▶ [DATA EXCERPTS]
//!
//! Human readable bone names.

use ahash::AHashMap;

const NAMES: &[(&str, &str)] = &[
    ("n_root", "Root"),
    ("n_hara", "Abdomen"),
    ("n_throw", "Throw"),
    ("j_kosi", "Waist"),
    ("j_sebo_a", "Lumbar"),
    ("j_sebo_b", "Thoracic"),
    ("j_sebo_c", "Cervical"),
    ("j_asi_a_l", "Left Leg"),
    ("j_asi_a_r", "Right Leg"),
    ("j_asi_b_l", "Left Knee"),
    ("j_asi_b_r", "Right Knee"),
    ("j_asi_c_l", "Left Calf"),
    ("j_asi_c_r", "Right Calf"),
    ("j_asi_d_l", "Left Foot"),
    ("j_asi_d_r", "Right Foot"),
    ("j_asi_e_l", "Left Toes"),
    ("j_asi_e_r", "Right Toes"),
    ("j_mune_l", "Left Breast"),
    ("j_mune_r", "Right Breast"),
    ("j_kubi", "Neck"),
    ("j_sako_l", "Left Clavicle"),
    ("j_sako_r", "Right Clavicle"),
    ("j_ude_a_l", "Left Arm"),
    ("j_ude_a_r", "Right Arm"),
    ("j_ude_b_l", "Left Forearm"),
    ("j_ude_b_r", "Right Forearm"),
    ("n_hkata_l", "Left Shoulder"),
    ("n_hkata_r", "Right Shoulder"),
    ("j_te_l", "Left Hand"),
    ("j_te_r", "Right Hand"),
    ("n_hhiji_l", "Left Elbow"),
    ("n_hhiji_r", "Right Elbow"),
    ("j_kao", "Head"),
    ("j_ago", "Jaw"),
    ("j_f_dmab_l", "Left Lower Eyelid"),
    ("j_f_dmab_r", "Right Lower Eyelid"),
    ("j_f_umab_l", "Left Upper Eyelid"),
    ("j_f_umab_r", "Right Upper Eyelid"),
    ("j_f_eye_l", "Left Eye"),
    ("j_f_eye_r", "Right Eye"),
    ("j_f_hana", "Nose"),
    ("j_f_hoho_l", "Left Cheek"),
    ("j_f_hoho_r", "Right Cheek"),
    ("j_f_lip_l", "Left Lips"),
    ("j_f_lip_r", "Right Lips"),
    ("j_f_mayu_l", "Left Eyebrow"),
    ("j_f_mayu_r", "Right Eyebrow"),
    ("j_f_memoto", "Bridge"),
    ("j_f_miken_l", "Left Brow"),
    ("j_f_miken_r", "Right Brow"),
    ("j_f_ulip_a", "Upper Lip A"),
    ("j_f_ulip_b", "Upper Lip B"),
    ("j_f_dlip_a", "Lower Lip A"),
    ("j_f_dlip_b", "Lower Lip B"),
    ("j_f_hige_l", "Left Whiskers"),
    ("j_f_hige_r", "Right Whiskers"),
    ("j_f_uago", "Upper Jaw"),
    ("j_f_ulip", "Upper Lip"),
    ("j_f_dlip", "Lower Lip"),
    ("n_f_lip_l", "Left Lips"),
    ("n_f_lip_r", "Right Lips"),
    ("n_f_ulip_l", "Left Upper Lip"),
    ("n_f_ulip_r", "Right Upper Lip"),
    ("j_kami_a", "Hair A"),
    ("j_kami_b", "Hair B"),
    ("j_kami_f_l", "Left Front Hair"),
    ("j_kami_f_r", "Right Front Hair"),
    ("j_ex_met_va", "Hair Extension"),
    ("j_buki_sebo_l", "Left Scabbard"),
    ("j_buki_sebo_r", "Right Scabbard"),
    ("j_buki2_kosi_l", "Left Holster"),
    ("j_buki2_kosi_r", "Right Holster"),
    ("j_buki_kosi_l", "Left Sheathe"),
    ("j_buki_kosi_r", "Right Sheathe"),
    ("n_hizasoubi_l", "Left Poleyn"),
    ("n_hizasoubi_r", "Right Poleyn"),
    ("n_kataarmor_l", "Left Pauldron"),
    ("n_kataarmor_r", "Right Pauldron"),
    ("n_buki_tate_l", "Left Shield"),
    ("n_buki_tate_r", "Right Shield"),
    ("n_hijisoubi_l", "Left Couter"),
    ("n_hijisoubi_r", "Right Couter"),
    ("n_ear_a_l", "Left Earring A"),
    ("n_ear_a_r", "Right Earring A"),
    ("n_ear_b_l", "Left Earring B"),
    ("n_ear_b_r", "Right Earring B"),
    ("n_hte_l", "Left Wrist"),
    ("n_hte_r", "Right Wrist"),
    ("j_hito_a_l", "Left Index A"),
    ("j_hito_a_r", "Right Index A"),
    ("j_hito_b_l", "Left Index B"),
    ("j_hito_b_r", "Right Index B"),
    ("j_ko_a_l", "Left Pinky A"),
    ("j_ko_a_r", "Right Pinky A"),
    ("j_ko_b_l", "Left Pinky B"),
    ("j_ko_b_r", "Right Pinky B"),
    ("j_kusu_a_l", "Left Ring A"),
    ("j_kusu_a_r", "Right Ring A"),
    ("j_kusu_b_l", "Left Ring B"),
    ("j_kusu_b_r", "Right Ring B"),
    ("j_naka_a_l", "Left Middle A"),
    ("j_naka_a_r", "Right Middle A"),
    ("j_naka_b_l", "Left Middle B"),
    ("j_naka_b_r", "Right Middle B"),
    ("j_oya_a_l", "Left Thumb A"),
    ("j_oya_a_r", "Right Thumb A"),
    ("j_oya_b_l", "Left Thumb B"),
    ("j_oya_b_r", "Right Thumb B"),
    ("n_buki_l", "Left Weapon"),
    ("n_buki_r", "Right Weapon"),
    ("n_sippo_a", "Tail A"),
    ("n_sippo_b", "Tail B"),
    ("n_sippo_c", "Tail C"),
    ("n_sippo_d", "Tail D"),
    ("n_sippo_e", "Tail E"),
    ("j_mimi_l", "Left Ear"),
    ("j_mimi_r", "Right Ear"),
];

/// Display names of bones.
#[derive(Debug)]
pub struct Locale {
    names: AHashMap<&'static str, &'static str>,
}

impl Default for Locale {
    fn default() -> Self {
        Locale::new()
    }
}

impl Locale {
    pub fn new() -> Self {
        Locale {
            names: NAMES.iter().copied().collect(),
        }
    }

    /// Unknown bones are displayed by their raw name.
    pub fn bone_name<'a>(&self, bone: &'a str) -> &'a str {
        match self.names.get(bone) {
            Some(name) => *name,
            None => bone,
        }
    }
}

▶ [ASSIGNED TASK] Copy each line of the entries that includes the word "Locale".

▶ [SOLUTION BELOW]
pub struct Locale {
impl Default for Locale {
        Locale::new()
impl Locale {
        Locale {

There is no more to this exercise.